- What needs to be done: Pull every line holding the word "static" out of the data and copy it.

(Entries shown Opens)

//! Worker counts, composition ratios and buffer sizes for a run.

use std::time::Duration;

use crate::error::ConfigError;
use crate::types::StageKind;

pub const MILK_WORKERS: usize = 3;
pub const CHEESE_WORKERS: usize = 2;
/// Milk units consumed per cheese unit.
pub const MILK_PER_CHEESE: usize = 3;
/// Cheese units consumed per burger.
pub const CHEESE_PER_BURGER: usize = 2;
pub const MILK_BUFFER_CAPACITY: usize = 9;
pub const CHEESE_BUFFER_CAPACITY: usize = 2;
/// Pause after each unit in interactive runs.
pub const DEFAULT_DELAY_MS: u64 = 100;

/// Shape of one pipeline run.
///
/// Per-worker iteration counts are derived from the target and the ratios,
/// so resizing a stage never requires touching the worker loops.
#[derive(Clone, Debug, PartialEq, Eq)]
pub struct PipelineConfig {
    pub target_burgers: usize,
    pub milk_workers: usize,
    pub cheese_workers: usize,
    pub milk_per_cheese: usize,
    pub cheese_per_burger: usize,
    pub milk_capacity: usize,
    pub cheese_capacity: usize,
    /// Upper bound on any single put/take wait; `None` blocks indefinitely.
    pub acquire_timeout: Option<Duration>,
}

impl PipelineConfig {
    /// Default shape for `target_burgers`, validated.
    pub fn new(target_burgers: usize) -> Result<Self, ConfigError> {
        let config = Self::unchecked(target_burgers);
        config.validate()?;
        Ok(config)
    }

    /// Default shape without validation; call [`validate`](Self::validate)
    /// after adjusting fields.
    pub fn unchecked(target_burgers: usize) -> Self {
        Self {
            target_burgers,
            milk_workers: MILK_WORKERS,
            cheese_workers: CHEESE_WORKERS,
            milk_per_cheese: MILK_PER_CHEESE,
            cheese_per_burger: CHEESE_PER_BURGER,
            milk_capacity: MILK_BUFFER_CAPACITY,
            cheese_capacity: CHEESE_BUFFER_CAPACITY,
            acquire_timeout: None,
        }
    }

    pub fn with_acquire_timeout(mut self, timeout: Duration) -> Self {
        self.acquire_timeout = Some(timeout);
        self
    }

    pub fn with_workers(mut self, milk: usize, cheese: usize) -> Self {
        self.milk_workers = milk;
        self.cheese_workers = cheese;
        self
    }

    /// Reject shapes that would hang or overflow once launched.
    pub fn validate(&self) -> Result<(), ConfigError> {
        if self.target_burgers == 0 {
            return Err(ConfigError::ZeroTarget);
        }
        if self.milk_workers == 0 {
            return Err(ConfigError::ZeroWorkers {
                stage: StageKind::Milk,
            });
        }
        if self.cheese_workers == 0 {
            return Err(ConfigError::ZeroWorkers {
                stage: StageKind::Cheese,
            });
        }
        if self.milk_per_cheese == 0 {
            return Err(ConfigError::ZeroBatch {
                stage: StageKind::Cheese,
            });
        }
        if self.cheese_per_burger == 0 {
            return Err(ConfigError::ZeroBatch {
                stage: StageKind::Burger,
            });
        }
        if self.milk_per_cheese > self.milk_capacity {
            return Err(ConfigError::BatchExceedsCapacity {
                stage: StageKind::Cheese,
                batch: self.milk_per_cheese,
                capacity: self.milk_capacity,
            });
        }
        if self.cheese_per_burger > self.cheese_capacity {
            return Err(ConfigError::BatchExceedsCapacity {
                stage: StageKind::Burger,
                batch: self.cheese_per_burger,
                capacity: self.cheese_capacity,
            });
        }

        let total_milk = self.checked_total_milk()?;
        let total_cheese = self.checked_total_cheese()?;
        if total_milk % self.milk_workers != 0 {
            return Err(ConfigError::Unbalanced {
                stage: StageKind::Milk,
                total: total_milk,
                workers: self.milk_workers,
            });
        }
        if total_cheese % self.cheese_workers != 0 {
            return Err(ConfigError::Unbalanced {
                stage: StageKind::Cheese,
                total: total_cheese,
                workers: self.cheese_workers,
            });
        }
        Ok(())
    }

    fn checked_total_cheese(&self) -> Result<usize, ConfigError> {
        self.target_burgers
            .checked_mul(self.cheese_per_burger)
            .ok_or(ConfigError::Overflow {
                target: self.target_burgers,
            })
    }

    fn checked_total_milk(&self) -> Result<usize, ConfigError> {
        self.checked_total_cheese()?
            .checked_mul(self.milk_per_cheese)
            .ok_or(ConfigError::Overflow {
                target: self.target_burgers,
            })
    }

    /// Cheese units the whole run produces.
    pub fn total_cheese(&self) -> usize {
        self.target_burgers * self.cheese_per_burger
    }

    /// Milk units the whole run produces.
    pub fn total_milk(&self) -> usize {
        self.total_cheese() * self.milk_per_cheese
    }

    /// Loop count of each milk worker.
    pub fn milk_iterations(&self) -> usize {
        self.total_milk() / self.milk_workers
    }

    /// Loop count of each cheese worker.
    pub fn cheese_iterations(&self) -> usize {
        self.total_cheese() / self.cheese_workers
    }
}

#[cfg(test)]
mod tests {
    use super::*;

    #[test]
    fn default_shape_matches_reference_ratios() {
        let config = PipelineConfig::new(5).expect("valid config");
        assert_eq!(config.total_milk(), 30);
        assert_eq!(config.total_cheese(), 10);
        // Each milk worker runs 2N times, each cheese worker N times.
        assert_eq!(config.milk_iterations(), 10);
        assert_eq!(config.cheese_iterations(), 5);
        assert_eq!(config.acquire_timeout, None);
    }

    #[test]
    fn zero_target_is_rejected() {
        assert_eq!(PipelineConfig::new(0), Err(ConfigError::ZeroTarget));
    }

    #[test]
    fn unbalanced_worker_counts_are_rejected() {
        // 1 burger -> 2 cheese, which 3 cheese workers cannot share evenly.
        let config = PipelineConfig::unchecked(1).with_workers(3, 3);
        assert_eq!(
            config.validate(),
            Err(ConfigError::Unbalanced {
                stage: StageKind::Cheese,
                total: 2,
                workers: 3,
            })
        );

        // 1 burger -> 6 milk, which 4 milk workers cannot share evenly.
        let config = PipelineConfig::unchecked(1).with_workers(4, 2);
        assert!(matches!(
            config.validate(),
            Err(ConfigError::Unbalanced {
                stage: StageKind::Milk,
                ..
            })
        ));
    }

    #[test]
    fn resized_stages_derive_new_iteration_counts() {
        let config = PipelineConfig::unchecked(2).with_workers(4, 1);
        config.validate().expect("12 milk over 4 workers is balanced");
        assert_eq!(config.milk_iterations(), 3);
        assert_eq!(config.cheese_iterations(), 4);
    }

    #[test]
    fn batch_larger_than_buffer_is_rejected() {
        let mut config = PipelineConfig::unchecked(1);
        config.cheese_capacity = 1;
        assert_eq!(
            config.validate(),
            Err(ConfigError::BatchExceedsCapacity {
                stage: StageKind::Burger,
                batch: 2,
                capacity: 1,
            })
        );
    }

    #[test]
    fn zero_workers_are_rejected() {
        let config = PipelineConfig::unchecked(1).with_workers(0, 2);
        assert_eq!(
            config.validate(),
            Err(ConfigError::ZeroWorkers {
                stage: StageKind::Milk
            })
        );
    }

    #[test]
    fn huge_targets_overflow_cleanly() {
        let config = PipelineConfig::unchecked(usize::MAX);
        assert!(matches!(config.validate(), Err(ConfigError::Overflow { .. })));
    }

    #[test]
    fn targets_with_seven_digit_milk_ids_validate() {
        let config = PipelineConfig::new(166_667).expect("valid config");
        assert_eq!(config.total_milk(), 1_000_002);
    }
}
//! The three worker loops: milk source, cheese transform, burger sink.

use std::sync::Arc;
use std::sync::atomic::{AtomicUsize, Ordering};
use std::time::Duration;

use log::{debug, info};

use crate::bounded_buffer::BoundedBuffer;
use crate::delay::Delay;
use crate::error::PipelineError;
use crate::id_generator::IdentifierGenerator;
use crate::types::{BurgerUnit, CheeseUnit, MilkUnit, StageKind, WorkerId};

/// Resources shared by every worker of one run.
#[derive(Clone)]
pub struct StageContext {
    pub milk: Arc<BoundedBuffer<MilkUnit>>,
    pub cheese: Arc<BoundedBuffer<CheeseUnit>>,
    pub ids: Arc<IdentifierGenerator>,
    pub delay: Arc<dyn Delay>,
    pub acquire_timeout: Option<Duration>,
}

impl StageContext {
    /// Close both buffers so every blocked worker returns.
    pub fn abort(&self) {
        self.milk.close();
        self.cheese.close();
    }
}

/// A repeatable unit of work run on its own thread.
pub trait Stage: Send + 'static {
    type Output: Send + 'static;

    fn kind(&self) -> StageKind;

    fn worker(&self) -> WorkerId;

    /// Run the loop to completion and return every unit produced.
    fn run(self) -> Result<Vec<Self::Output>, PipelineError>;
}

/// Source stage: draws ids and fills the milk buffer.
pub struct MilkStage {
    ctx: StageContext,
    worker: WorkerId,
    iterations: usize,
}

impl MilkStage {
    pub fn new(ctx: StageContext, worker: WorkerId, iterations: usize) -> Self {
        Self {
            ctx,
            worker,
            iterations,
        }
    }
}

impl Stage for MilkStage {
    type Output = MilkUnit;

    fn kind(&self) -> StageKind {
        StageKind::Milk
    }

    fn worker(&self) -> WorkerId {
        self.worker
    }

    fn run(self) -> Result<Vec<MilkUnit>, PipelineError> {
        let mut produced = Vec::with_capacity(self.iterations);
        for _ in 0..self.iterations {
            let unit = MilkUnit {
                id: self.ctx.ids.next(),
                producer: self.worker,
            };
            self.ctx
                .milk
                .put_within(unit, self.ctx.acquire_timeout)
                .map_err(|err| PipelineError::from_buffer(err, self.kind(), self.worker))?;
            info!("Milk producer {} added milk {}.", self.worker, unit.id);
            produced.push(unit);
            self.ctx.delay.pause(StageKind::Milk);
        }
        Ok(produced)
    }
}

/// Transform stage: three milk units in, one cheese unit out.
pub struct CheeseStage {
    ctx: StageContext,
    worker: WorkerId,
    iterations: usize,
    batch: usize,
}

impl CheeseStage {
    pub fn new(ctx: StageContext, worker: WorkerId, iterations: usize, batch: usize) -> Self {
        Self {
            ctx,
            worker,
            iterations,
            batch,
        }
    }
}

impl Stage for CheeseStage {
    type Output = CheeseUnit;

    fn kind(&self) -> StageKind {
        StageKind::Cheese
    }

    fn worker(&self) -> WorkerId {
        self.worker
    }

    fn run(self) -> Result<Vec<CheeseUnit>, PipelineError> {
        let mut produced = Vec::with_capacity(self.iterations);
        for _ in 0..self.iterations {
            // The milk lock is released before the cheese buffer is touched.
            let inputs = self
                .ctx
                .milk
                .take_batch_within(self.batch, self.ctx.acquire_timeout)
                .map_err(|err| PipelineError::from_buffer(err, self.kind(), self.worker))?;
            let unit = CheeseUnit::compose(&inputs, self.worker);
            self.ctx
                .cheese
                .put_within(unit.clone(), self.ctx.acquire_timeout)
                .map_err(|err| PipelineError::from_buffer(err, self.kind(), self.worker))?;
            info!(
                "Cheese producer {} created cheese slice {}.",
                self.worker, unit.id
            );
            produced.push(unit);
            self.ctx.delay.pause(StageKind::Cheese);
        }
        Ok(produced)
    }
}

/// Terminal stage: two cheese units in, one burger counted.
pub struct BurgerStage {
    ctx: StageContext,
    worker: WorkerId,
    target: usize,
    batch: usize,
    completed: Arc<AtomicUsize>,
}

impl BurgerStage {
    pub fn new(
        ctx: StageContext,
        worker: WorkerId,
        target: usize,
        batch: usize,
        completed: Arc<AtomicUsize>,
    ) -> Self {
        Self {
            ctx,
            worker,
            target,
            batch,
            completed,
        }
    }
}

impl Stage for BurgerStage {
    type Output = BurgerUnit;

    fn kind(&self) -> StageKind {
        StageKind::Burger
    }

    fn worker(&self) -> WorkerId {
        self.worker
    }

    fn run(self) -> Result<Vec<BurgerUnit>, PipelineError> {
        let mut produced = Vec::with_capacity(self.target);
        // Single consumer: nobody else moves the counter between check and add.
        while self.completed.load(Ordering::SeqCst) < self.target {
            let inputs = self
                .ctx
                .cheese
                .take_batch_within(self.batch, self.ctx.acquire_timeout)
                .map_err(|err| PipelineError::from_buffer(err, self.kind(), self.worker))?;
            let unit = BurgerUnit::compose(&inputs);
            let done = self.completed.fetch_add(1, Ordering::SeqCst) + 1;
            info!("Cheeseburger producer created cheeseburger {}.", unit.id);
            debug!("burgers completed {done}/{}", self.target);
            produced.push(unit);
            self.ctx.delay.pause(StageKind::Burger);
        }
        Ok(produced)
    }
}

(Entries shown Closes)

- Your solution:
pub trait Stage: Send + 'static {
    type Output: Send + 'static;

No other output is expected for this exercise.